**DATA FOR THE TASK**
------------------------
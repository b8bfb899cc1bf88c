//! SQLite storage bootstrap and schema migration entry points.
//!
//! # Responsibility
//! - Open and configure SQLite connections backing the content tree.
//! - Apply schema migrations in deterministic order.
//!
//! # Invariants
//! - Migration version is tracked via `PRAGMA user_version`.
//! - Repositories refuse connections whose schema is not fully migrated.

use std::error::Error;
use std::fmt::{Display, Formatter};

pub mod migrations;
mod open;

pub use migrations::MigrationStep;
pub use open::{open_db, open_db_in_memory};

pub type DbResult<T> = Result<T, DbError>;

#[derive(Debug)]
pub enum DbError {
    Sqlite(rusqlite::Error),
    /// A registered migration failed; nothing from this run was committed.
    Migration {
        version: u32,
        name: &'static str,
        source: rusqlite::Error,
    },
    UnsupportedSchemaVersion {
        db_version: u32,
        latest_supported: u32,
    },
}

impl Display for DbError {
    fn fmt(&self, f: &mut Formatter<'_>) -> std::fmt::Result {
        match self {
            Self::Sqlite(err) => write!(f, "{err}"),
            Self::Migration {
                version,
                name,
                source,
            } => write!(f, "migration {version} ({name}) failed: {source}"),
            Self::UnsupportedSchemaVersion {
                db_version,
                latest_supported,
            } => write!(
                f,
                "content tree schema version {db_version} is newer than supported {latest_supported}"
            ),
        }
    }
}

impl Error for DbError {
    fn source(&self) -> Option<&(dyn Error + 'static)> {
        match self {
            Self::Sqlite(err) => Some(err),
            Self::Migration { source, .. } => Some(source),
            Self::UnsupportedSchemaVersion { .. } => None,
        }
    }
}

impl From<rusqlite::Error> for DbError {
    fn from(value: rusqlite::Error) -> Self {
        Self::Sqlite(value)
    }
}

/// Returns whether `err` is a SQLite constraint violation.
pub(crate) fn is_constraint_violation(err: &rusqlite::Error) -> bool {
    matches!(
        err,
        rusqlite::Error::SqliteFailure(failure, _)
            if failure.code == rusqlite::ErrorCode::ConstraintViolation
    )
}
//! Repository layer abstractions and persistence implementations.
//!
//! # Responsibility
//! - Define the collaborator contracts consumed by the creation core: tree
//!   store, template introspection and workflow lookup.
//! - Isolate SQLite query details from service orchestration.
//!
//! # Invariants
//! - SQLite repositories refuse connections that are not fully migrated.
//! - Repository APIs return semantic errors (`*NotFound`) in addition to DB
//!   transport errors.

pub mod item_repo;
pub mod template_repo;
pub mod workflow_repo;

use crate::db::migrations::{latest_version, schema_version};
use item_repo::ItemStore;
use rusqlite::Connection;
use std::error::Error;
use std::fmt::{Display, Formatter};
use template_repo::TemplateRepository;
use workflow_repo::WorkflowProvider;

/// Collaborators of one content database, borrowed for one operation.
///
/// `workflows` is `None` when the database exposes no workflow provider.
#[derive(Clone, Copy)]
pub struct ContentDatabase<'a> {
    pub items: &'a dyn ItemStore,
    pub templates: &'a dyn TemplateRepository,
    pub workflows: Option<&'a dyn WorkflowProvider>,
}

impl<'a> ContentDatabase<'a> {
    pub fn new(
        items: &'a dyn ItemStore,
        templates: &'a dyn TemplateRepository,
        workflows: Option<&'a dyn WorkflowProvider>,
    ) -> Self {
        Self {
            items,
            templates,
            workflows,
        }
    }
}

/// Schema readiness failures shared by SQLite repositories.
#[derive(Debug)]
pub enum SchemaError {
    Sqlite(rusqlite::Error),
    /// Connection schema is not at the expected migrated version.
    UninitializedConnection {
        expected_version: u32,
        actual_version: u32,
    },
    /// Required table is missing.
    MissingRequiredTable(&'static str),
}

impl Display for SchemaError {
    fn fmt(&self, f: &mut Formatter<'_>) -> std::fmt::Result {
        match self {
            Self::Sqlite(err) => write!(f, "{err}"),
            Self::UninitializedConnection {
                expected_version,
                actual_version,
            } => write!(
                f,
                "repository requires schema version {expected_version}, got {actual_version}"
            ),
            Self::MissingRequiredTable(table) => {
                write!(f, "repository requires table `{table}`")
            }
        }
    }
}

impl Error for SchemaError {
    fn source(&self) -> Option<&(dyn Error + 'static)> {
        match self {
            Self::Sqlite(err) => Some(err),
            _ => None,
        }
    }
}

impl From<rusqlite::Error> for SchemaError {
    fn from(value: rusqlite::Error) -> Self {
        Self::Sqlite(value)
    }
}

pub(crate) fn ensure_connection_ready(
    conn: &Connection,
    tables: &[&'static str],
) -> Result<(), SchemaError> {
    let expected_version = latest_version();
    let actual_version = schema_version(conn)?;
    if actual_version != expected_version {
        return Err(SchemaError::UninitializedConnection {
            expected_version,
            actual_version,
        });
    }

    for table in tables {
        let exists: i64 = conn.query_row(
            "SELECT EXISTS(
                SELECT 1
                FROM sqlite_master
                WHERE type = 'table' AND name = ?1
            );",
            [table],
            |row| row.get(0),
        )?;
        if exists != 1 {
            return Err(SchemaError::MissingRequiredTable(table));
        }
    }
    Ok(())
}

pub(crate) fn parse_uuid(value: &str, column: &'static str) -> Result<uuid::Uuid, String> {
    uuid::Uuid::parse_str(value).map_err(|_| format!("invalid uuid `{value}` in {column}"))
}

pub(crate) fn parse_flag(value: i64, column: &'static str) -> Result<bool, String> {
    match value {
        0 => Ok(false),
        1 => Ok(true),
        other => Err(format!("invalid flag value `{other}` in {column}")),
    }
}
------------------------
**TASK DIRECTIONS**
Search the records above for the string "source". Report each line that has it.

**PROBLEM SOLUTION**
        source: rusqlite::Error,
                source,
            } => write!(f, "migration {version} ({name}) failed: {source}"),
    fn source(&self) -> Option<&(dyn Error + 'static)> {
            Self::Migration { source, .. } => Some(source),
    fn source(&self) -> Option<&(dyn Error + 'static)> {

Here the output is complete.